BRIEF — In which lines of the data does the string "past" appear? Copy every one.

= = = =

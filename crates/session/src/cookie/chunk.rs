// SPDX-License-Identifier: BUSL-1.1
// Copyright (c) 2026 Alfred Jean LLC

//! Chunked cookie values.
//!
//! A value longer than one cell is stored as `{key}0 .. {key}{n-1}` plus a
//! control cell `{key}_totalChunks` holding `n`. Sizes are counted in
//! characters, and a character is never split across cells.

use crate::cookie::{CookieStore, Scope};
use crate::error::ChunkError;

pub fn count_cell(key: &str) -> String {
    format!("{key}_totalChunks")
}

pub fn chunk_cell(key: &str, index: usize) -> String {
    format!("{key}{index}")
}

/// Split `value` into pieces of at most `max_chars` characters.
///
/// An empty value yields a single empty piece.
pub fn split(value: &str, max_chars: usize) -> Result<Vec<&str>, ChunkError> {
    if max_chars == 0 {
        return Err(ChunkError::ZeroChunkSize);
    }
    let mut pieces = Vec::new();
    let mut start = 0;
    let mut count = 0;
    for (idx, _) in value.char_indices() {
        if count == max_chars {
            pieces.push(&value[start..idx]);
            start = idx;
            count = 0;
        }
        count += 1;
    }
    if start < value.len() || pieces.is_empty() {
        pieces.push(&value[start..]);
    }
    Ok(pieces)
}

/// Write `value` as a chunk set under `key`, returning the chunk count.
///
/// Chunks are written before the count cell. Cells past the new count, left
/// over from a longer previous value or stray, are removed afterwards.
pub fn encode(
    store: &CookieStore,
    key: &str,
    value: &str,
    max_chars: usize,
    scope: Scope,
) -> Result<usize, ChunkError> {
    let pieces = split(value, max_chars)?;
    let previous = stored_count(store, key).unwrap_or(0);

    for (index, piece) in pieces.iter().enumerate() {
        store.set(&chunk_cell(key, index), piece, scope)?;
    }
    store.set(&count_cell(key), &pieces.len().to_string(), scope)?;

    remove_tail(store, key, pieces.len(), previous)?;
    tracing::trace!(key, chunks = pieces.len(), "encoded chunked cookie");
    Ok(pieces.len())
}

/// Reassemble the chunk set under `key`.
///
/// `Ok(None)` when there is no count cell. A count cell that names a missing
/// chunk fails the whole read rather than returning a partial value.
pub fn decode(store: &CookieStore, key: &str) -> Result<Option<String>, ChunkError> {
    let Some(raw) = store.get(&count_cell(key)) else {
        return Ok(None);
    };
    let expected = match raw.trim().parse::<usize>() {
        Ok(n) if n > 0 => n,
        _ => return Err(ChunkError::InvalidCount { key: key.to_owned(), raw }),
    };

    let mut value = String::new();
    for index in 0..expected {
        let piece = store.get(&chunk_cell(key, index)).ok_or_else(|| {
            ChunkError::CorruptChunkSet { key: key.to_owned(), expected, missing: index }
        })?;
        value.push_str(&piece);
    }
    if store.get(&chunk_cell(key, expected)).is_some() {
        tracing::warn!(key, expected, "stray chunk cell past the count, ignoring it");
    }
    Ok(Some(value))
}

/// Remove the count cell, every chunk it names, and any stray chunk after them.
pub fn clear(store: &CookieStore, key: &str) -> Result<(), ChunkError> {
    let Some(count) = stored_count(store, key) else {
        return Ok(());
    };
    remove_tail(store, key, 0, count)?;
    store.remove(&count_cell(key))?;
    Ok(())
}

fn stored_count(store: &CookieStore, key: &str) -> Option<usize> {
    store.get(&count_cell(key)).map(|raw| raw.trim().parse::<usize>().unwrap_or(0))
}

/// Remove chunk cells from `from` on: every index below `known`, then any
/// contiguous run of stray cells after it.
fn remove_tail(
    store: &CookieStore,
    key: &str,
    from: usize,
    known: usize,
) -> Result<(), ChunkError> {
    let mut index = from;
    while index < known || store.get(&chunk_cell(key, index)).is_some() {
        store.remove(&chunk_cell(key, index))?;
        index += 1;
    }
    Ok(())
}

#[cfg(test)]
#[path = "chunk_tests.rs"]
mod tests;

= = = =

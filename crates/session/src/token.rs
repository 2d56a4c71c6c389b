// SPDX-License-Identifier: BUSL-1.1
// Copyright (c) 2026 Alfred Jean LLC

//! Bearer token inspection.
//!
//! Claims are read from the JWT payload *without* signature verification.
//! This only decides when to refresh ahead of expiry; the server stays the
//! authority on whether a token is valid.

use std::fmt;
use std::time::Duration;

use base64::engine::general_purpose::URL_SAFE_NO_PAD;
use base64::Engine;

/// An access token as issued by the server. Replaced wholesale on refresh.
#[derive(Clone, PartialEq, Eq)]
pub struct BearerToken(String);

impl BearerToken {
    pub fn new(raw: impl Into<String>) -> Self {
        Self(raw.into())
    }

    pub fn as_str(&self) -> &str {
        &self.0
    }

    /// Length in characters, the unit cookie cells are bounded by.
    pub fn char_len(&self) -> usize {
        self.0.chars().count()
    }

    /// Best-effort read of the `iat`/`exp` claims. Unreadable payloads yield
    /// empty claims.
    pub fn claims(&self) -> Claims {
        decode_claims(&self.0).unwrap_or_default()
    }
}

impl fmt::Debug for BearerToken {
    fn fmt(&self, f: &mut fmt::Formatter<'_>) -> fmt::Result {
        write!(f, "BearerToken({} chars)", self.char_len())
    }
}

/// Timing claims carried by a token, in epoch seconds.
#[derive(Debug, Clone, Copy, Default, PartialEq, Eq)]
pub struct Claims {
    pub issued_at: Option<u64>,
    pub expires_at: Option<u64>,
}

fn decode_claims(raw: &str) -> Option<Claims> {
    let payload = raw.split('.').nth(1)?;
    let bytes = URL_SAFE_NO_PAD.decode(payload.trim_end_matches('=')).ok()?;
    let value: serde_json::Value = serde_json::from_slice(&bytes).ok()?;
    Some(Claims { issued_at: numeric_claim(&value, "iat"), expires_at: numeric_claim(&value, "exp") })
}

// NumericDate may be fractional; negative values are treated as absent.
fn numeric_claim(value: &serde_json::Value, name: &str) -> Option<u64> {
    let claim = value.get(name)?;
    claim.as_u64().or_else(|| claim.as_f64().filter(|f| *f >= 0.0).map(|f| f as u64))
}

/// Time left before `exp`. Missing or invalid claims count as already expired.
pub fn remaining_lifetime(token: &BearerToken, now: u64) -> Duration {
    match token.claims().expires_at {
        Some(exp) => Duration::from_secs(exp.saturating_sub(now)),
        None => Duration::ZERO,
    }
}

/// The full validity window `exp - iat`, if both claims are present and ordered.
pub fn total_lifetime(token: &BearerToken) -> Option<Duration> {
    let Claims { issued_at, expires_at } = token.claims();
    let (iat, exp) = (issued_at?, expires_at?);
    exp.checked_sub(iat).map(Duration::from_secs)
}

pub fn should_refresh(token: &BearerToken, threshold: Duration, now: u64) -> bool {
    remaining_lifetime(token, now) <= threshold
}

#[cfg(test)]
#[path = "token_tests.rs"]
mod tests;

= = = =

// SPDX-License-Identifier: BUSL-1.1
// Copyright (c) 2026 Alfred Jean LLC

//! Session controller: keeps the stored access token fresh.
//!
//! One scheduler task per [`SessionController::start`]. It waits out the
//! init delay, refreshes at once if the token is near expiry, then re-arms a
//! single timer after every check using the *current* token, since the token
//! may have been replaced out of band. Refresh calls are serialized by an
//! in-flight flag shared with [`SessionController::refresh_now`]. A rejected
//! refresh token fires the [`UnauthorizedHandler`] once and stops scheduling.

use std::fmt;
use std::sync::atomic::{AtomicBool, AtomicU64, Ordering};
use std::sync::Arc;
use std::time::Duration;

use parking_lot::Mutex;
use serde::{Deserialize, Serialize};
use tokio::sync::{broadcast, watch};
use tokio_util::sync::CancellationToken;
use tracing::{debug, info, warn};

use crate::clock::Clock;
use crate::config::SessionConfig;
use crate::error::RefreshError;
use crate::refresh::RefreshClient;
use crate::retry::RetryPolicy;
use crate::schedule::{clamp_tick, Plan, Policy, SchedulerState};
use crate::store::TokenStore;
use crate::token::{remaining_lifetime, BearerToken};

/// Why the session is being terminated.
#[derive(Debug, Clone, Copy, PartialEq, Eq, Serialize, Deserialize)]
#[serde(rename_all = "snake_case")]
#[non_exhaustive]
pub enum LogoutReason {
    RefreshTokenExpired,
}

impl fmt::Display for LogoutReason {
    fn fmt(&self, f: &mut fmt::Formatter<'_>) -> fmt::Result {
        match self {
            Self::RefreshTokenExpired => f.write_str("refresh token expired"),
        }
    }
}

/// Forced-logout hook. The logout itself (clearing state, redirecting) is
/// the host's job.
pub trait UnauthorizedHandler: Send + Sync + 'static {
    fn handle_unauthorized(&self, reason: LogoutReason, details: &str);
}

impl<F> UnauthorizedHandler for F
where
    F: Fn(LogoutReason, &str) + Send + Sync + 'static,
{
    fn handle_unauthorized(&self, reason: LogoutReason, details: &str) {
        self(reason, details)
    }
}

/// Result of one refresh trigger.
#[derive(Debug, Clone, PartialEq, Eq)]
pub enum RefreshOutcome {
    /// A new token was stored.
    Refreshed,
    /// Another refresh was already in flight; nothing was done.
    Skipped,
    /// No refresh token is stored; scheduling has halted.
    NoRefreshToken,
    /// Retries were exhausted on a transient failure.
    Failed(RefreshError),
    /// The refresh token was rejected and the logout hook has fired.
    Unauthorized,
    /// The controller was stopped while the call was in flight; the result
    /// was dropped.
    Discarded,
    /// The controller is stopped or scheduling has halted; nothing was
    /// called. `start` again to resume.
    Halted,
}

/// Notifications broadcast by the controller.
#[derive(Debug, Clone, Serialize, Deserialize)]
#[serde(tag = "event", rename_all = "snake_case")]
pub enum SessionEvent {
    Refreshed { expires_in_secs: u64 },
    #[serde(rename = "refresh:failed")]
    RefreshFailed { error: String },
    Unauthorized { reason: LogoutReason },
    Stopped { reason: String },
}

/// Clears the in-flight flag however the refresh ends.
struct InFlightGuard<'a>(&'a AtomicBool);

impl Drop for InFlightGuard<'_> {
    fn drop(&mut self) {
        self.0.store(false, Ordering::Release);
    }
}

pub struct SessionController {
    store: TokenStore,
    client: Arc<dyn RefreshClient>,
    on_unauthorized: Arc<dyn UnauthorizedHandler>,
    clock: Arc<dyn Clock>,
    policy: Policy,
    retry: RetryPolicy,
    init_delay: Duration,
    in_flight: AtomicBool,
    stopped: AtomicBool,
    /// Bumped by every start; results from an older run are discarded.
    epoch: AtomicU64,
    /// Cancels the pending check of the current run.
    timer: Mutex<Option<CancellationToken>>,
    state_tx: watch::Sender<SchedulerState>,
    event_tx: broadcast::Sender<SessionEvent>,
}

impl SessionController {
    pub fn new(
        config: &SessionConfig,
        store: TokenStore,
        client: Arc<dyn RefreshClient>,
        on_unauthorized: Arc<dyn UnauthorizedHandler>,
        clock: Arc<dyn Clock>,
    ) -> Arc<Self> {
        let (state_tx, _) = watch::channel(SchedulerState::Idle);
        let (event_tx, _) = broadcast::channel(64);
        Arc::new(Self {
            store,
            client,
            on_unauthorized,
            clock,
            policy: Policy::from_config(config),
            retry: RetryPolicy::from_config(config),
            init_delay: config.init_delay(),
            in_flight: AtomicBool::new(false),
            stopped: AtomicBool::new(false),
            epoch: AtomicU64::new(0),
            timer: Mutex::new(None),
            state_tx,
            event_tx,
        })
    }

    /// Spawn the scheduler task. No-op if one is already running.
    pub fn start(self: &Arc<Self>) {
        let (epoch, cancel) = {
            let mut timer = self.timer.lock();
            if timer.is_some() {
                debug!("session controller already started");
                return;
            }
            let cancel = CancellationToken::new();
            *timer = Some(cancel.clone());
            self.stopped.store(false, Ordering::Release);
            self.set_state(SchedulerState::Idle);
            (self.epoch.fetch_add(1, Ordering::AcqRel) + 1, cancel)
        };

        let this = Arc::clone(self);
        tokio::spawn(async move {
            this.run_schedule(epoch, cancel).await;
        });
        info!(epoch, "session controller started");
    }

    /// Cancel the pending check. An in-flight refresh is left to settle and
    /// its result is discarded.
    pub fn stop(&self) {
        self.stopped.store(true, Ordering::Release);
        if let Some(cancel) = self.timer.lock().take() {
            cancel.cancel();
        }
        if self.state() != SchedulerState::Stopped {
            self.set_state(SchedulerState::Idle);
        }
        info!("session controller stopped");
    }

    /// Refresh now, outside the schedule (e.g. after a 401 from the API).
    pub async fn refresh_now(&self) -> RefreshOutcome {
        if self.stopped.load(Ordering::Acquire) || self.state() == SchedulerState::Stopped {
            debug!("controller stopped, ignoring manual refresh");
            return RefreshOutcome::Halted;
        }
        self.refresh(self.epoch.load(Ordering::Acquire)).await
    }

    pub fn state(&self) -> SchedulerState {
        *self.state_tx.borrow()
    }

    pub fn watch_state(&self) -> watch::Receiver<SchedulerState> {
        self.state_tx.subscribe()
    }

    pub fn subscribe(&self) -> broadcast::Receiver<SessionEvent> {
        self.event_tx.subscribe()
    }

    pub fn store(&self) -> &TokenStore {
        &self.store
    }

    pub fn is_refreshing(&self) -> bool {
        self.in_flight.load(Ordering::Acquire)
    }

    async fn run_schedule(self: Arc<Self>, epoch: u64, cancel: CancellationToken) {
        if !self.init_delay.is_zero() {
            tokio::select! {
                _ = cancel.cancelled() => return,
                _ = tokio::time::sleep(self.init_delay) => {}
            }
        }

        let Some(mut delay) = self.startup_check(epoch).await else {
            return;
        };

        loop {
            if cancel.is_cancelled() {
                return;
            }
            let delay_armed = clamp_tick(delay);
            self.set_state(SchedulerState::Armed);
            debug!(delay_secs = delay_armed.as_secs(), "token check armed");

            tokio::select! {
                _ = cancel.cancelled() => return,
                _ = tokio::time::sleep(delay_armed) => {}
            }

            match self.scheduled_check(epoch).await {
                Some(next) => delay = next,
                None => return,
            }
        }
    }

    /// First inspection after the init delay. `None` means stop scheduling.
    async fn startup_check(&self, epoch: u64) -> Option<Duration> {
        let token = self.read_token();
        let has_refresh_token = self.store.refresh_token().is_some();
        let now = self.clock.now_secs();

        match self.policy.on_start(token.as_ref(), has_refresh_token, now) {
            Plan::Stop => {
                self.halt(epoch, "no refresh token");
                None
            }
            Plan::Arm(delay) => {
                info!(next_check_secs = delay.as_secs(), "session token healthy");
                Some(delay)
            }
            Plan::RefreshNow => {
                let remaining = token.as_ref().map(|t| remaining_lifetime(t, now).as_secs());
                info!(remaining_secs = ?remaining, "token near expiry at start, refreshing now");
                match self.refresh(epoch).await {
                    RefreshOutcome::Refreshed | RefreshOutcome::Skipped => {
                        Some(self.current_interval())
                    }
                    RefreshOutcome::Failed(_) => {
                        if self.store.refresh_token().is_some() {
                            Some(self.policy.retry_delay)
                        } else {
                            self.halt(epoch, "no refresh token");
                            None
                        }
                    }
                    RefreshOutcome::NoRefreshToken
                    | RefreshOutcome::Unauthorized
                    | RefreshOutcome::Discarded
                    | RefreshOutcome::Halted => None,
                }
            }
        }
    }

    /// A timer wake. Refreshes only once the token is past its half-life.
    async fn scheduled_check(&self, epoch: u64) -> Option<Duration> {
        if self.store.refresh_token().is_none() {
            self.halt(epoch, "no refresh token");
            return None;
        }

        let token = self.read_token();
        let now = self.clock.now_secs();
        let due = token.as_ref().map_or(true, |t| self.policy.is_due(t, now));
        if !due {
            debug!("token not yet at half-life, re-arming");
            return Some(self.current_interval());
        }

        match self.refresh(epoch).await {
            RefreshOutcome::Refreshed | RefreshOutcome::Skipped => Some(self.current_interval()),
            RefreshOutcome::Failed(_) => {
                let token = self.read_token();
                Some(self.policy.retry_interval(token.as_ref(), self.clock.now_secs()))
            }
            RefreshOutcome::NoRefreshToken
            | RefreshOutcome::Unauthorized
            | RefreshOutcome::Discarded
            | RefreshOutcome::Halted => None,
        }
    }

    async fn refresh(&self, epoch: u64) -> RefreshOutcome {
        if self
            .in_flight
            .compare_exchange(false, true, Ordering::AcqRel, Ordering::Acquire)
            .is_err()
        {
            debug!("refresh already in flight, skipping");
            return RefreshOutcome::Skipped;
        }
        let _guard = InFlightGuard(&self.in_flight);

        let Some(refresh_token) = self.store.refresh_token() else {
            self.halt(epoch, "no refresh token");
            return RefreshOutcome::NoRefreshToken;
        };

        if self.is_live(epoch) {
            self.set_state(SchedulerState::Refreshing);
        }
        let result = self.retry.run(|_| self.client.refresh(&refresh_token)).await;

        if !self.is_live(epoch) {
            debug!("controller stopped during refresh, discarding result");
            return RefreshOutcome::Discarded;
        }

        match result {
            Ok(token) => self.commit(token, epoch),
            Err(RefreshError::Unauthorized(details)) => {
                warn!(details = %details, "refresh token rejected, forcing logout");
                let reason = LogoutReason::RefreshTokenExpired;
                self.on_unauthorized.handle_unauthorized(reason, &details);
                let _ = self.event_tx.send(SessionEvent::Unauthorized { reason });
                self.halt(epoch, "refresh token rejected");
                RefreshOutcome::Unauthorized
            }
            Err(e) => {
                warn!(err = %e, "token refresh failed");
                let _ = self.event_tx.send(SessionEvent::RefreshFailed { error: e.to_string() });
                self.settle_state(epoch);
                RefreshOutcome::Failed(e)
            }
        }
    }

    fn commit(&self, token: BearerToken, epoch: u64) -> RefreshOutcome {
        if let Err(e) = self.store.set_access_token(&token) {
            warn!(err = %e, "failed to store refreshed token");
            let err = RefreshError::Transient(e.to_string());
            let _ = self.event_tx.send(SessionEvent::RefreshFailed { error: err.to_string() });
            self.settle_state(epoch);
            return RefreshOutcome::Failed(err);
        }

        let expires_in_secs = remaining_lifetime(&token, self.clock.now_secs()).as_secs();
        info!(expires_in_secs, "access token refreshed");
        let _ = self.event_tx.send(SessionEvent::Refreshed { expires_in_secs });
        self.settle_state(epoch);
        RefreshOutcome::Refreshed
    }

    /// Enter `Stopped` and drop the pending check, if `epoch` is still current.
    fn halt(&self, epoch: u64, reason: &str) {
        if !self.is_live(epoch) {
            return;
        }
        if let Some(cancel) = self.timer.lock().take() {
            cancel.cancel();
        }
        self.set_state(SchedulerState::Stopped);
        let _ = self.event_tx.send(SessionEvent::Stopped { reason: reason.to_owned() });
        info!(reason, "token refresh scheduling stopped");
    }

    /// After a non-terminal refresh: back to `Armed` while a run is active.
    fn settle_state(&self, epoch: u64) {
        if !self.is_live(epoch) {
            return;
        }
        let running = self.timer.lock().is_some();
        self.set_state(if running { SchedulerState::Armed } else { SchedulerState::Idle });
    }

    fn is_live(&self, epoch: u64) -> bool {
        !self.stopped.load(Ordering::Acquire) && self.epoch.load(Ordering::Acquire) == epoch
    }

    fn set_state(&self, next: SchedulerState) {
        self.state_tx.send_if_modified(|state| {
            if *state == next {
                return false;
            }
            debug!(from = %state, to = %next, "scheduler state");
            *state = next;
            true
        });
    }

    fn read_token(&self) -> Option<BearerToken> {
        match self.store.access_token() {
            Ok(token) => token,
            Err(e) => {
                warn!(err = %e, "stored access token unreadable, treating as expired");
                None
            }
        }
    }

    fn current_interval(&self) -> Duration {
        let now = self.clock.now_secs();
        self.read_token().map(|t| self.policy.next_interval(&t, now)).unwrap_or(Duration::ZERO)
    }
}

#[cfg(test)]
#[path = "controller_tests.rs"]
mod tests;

= = = =

WRITTEN RESPONSE —
/// Chunks are written before the count cell. Cells past the new count, left
        tracing::warn!(key, expected, "stray chunk cell past the count, ignoring it");
    /// A timer wake. Refreshes only once the token is past its half-life.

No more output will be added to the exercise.